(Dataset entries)
+---+

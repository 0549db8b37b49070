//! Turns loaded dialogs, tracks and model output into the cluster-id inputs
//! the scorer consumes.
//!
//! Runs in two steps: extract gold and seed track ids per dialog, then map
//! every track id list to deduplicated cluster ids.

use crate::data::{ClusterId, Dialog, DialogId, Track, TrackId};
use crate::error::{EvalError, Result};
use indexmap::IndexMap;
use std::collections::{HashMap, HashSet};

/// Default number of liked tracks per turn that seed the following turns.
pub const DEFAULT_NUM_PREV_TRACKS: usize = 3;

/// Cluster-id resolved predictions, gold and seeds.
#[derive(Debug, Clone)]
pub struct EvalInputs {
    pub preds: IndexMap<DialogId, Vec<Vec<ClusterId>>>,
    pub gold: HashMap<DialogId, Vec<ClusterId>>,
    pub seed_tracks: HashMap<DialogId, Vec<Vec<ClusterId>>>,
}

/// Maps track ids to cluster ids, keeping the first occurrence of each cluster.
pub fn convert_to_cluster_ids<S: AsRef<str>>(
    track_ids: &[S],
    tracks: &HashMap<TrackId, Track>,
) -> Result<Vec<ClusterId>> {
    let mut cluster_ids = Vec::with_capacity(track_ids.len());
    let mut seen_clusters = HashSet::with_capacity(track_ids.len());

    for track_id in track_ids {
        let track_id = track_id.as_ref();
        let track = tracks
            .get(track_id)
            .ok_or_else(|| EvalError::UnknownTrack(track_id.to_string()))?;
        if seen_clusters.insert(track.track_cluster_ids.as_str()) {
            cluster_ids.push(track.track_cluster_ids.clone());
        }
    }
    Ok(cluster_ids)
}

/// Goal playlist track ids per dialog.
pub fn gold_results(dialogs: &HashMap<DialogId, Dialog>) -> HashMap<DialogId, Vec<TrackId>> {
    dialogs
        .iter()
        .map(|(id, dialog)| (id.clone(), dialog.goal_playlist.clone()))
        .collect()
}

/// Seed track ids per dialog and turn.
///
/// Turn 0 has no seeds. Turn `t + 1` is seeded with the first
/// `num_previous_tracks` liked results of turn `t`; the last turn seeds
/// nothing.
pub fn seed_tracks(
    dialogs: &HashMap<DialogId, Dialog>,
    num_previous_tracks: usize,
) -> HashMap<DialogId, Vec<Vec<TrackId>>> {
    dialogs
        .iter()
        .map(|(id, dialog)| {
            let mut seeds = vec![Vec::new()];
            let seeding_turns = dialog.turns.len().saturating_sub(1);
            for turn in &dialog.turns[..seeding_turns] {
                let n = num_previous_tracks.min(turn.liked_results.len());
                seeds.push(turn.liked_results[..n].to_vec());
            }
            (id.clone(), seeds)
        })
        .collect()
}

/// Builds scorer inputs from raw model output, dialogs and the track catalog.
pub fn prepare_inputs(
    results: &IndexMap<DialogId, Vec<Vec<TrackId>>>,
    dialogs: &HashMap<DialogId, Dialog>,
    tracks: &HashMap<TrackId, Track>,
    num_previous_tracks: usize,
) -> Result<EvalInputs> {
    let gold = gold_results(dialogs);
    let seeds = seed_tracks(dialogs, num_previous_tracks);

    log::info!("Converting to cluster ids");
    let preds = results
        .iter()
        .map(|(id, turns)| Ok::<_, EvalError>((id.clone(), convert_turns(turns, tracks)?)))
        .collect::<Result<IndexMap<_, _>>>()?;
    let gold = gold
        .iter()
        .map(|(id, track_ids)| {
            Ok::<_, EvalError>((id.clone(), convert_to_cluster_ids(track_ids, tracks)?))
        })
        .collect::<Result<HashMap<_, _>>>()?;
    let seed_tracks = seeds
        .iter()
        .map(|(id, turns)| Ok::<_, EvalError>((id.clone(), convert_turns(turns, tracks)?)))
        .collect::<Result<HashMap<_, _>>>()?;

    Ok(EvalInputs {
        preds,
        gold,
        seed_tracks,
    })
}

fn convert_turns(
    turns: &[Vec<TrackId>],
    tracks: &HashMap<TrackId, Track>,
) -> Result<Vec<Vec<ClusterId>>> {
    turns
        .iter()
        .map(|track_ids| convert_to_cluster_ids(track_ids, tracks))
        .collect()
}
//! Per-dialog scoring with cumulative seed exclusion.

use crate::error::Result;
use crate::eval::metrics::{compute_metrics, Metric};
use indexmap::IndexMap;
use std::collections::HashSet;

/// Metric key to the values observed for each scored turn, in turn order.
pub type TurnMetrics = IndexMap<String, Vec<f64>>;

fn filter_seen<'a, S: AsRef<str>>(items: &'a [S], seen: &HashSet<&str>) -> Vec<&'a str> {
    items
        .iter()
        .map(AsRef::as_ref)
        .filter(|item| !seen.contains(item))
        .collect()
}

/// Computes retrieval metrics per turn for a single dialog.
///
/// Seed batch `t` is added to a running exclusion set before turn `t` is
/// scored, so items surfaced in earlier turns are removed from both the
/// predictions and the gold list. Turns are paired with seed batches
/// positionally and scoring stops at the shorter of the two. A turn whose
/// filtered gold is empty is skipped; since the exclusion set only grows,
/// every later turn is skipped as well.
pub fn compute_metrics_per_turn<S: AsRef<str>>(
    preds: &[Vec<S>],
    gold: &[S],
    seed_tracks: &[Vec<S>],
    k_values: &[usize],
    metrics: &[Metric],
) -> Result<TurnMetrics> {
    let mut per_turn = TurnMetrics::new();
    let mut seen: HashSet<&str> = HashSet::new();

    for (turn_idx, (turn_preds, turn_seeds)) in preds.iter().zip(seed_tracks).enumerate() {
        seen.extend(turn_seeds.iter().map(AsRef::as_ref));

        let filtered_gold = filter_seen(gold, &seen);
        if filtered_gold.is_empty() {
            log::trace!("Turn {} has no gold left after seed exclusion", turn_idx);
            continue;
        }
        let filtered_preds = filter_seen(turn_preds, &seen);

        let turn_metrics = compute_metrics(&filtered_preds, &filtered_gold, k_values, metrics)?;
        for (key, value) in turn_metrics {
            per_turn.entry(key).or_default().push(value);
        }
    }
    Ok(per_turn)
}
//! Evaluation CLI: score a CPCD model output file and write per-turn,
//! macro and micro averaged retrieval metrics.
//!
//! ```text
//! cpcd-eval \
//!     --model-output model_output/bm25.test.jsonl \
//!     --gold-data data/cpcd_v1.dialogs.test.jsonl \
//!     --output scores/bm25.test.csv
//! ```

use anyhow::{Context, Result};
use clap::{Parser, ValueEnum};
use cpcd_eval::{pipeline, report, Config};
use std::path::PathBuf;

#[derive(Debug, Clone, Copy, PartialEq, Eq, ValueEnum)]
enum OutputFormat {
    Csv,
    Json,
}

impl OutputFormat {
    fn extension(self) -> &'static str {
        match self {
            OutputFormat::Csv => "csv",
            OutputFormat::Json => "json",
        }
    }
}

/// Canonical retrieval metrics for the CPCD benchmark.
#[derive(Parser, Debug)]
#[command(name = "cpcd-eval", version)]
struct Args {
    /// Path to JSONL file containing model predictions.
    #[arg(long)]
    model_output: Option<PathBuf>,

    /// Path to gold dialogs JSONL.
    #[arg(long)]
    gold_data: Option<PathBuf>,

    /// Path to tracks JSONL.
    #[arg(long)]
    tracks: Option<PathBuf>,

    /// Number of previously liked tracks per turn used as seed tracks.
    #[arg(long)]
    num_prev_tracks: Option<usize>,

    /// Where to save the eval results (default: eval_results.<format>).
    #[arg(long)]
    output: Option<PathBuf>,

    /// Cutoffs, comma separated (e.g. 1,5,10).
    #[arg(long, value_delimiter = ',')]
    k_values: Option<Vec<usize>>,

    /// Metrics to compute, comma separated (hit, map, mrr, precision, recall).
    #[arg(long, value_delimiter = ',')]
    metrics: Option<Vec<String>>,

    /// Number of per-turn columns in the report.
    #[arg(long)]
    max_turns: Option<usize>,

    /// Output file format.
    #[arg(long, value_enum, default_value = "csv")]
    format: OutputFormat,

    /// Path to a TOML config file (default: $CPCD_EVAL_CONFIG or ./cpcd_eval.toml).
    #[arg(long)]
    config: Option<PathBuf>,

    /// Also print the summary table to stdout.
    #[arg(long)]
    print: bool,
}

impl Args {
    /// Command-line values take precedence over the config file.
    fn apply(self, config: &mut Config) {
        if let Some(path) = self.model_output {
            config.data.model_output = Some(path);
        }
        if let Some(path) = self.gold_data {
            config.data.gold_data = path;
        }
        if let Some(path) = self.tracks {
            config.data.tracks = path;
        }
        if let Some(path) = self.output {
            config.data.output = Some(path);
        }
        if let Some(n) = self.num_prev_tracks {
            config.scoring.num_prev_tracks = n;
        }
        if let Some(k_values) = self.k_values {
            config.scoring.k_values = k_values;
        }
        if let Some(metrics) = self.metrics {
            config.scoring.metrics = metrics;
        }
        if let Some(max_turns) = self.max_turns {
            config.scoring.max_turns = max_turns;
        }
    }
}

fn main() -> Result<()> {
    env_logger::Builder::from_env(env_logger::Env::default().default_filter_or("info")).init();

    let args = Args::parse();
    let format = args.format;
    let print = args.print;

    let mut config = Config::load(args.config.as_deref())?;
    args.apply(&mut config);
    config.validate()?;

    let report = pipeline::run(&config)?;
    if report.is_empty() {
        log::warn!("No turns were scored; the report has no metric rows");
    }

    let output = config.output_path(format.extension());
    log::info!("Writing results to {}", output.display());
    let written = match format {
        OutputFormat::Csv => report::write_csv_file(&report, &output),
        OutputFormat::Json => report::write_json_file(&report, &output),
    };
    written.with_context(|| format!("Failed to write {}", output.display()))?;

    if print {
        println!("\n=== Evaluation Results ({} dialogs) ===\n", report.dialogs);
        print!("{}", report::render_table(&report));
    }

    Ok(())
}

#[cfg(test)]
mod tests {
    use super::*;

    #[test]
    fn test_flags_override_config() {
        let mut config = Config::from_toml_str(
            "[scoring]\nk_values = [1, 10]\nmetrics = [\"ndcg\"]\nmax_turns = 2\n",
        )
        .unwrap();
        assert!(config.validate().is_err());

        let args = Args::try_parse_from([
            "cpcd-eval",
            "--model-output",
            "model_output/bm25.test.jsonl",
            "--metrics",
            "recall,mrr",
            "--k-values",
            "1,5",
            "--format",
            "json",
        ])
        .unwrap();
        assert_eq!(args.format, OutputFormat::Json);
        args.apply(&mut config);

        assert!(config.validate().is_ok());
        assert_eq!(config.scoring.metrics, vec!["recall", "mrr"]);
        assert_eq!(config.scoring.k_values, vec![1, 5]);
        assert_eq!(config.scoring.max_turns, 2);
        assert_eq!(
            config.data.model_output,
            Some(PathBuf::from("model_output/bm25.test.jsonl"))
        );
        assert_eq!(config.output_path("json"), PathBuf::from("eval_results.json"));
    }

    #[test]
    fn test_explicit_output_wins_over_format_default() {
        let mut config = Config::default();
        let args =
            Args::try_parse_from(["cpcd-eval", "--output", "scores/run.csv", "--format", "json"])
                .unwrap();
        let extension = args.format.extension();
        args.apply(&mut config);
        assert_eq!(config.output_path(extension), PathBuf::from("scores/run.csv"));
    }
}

+---+

Beginning with the first line above, could you copy every line exactly, up to and including the one with "let mut seeds = vec![Vec::new()];"?

== REPLY TO THE TASK ==
repository 0549db8b37b49070
//! Turns loaded dialogs, tracks and model output into the cluster-id inputs
//! the scorer consumes.
//!
//! Runs in two steps: extract gold and seed track ids per dialog, then map
//! every track id list to deduplicated cluster ids.

use crate::data::{ClusterId, Dialog, DialogId, Track, TrackId};
use crate::error::{EvalError, Result};
use indexmap::IndexMap;
use std::collections::{HashMap, HashSet};

/// Default number of liked tracks per turn that seed the following turns.
pub const DEFAULT_NUM_PREV_TRACKS: usize = 3;

/// Cluster-id resolved predictions, gold and seeds.
#[derive(Debug, Clone)]
pub struct EvalInputs {
    pub preds: IndexMap<DialogId, Vec<Vec<ClusterId>>>,
    pub gold: HashMap<DialogId, Vec<ClusterId>>,
    pub seed_tracks: HashMap<DialogId, Vec<Vec<ClusterId>>>,
}

/// Maps track ids to cluster ids, keeping the first occurrence of each cluster.
pub fn convert_to_cluster_ids<S: AsRef<str>>(
    track_ids: &[S],
    tracks: &HashMap<TrackId, Track>,
) -> Result<Vec<ClusterId>> {
    let mut cluster_ids = Vec::with_capacity(track_ids.len());
    let mut seen_clusters = HashSet::with_capacity(track_ids.len());

    for track_id in track_ids {
        let track_id = track_id.as_ref();
        let track = tracks
            .get(track_id)
            .ok_or_else(|| EvalError::UnknownTrack(track_id.to_string()))?;
        if seen_clusters.insert(track.track_cluster_ids.as_str()) {
            cluster_ids.push(track.track_cluster_ids.clone());
        }
    }
    Ok(cluster_ids)
}

/// Goal playlist track ids per dialog.
pub fn gold_results(dialogs: &HashMap<DialogId, Dialog>) -> HashMap<DialogId, Vec<TrackId>> {
    dialogs
        .iter()
        .map(|(id, dialog)| (id.clone(), dialog.goal_playlist.clone()))
        .collect()
}

/// Seed track ids per dialog and turn.
///
/// Turn 0 has no seeds. Turn `t + 1` is seeded with the first
/// `num_previous_tracks` liked results of turn `t`; the last turn seeds
/// nothing.
pub fn seed_tracks(
    dialogs: &HashMap<DialogId, Dialog>,
    num_previous_tracks: usize,
) -> HashMap<DialogId, Vec<Vec<TrackId>>> {
    dialogs
        .iter()
        .map(|(id, dialog)| {
            let mut seeds = vec![Vec::new()];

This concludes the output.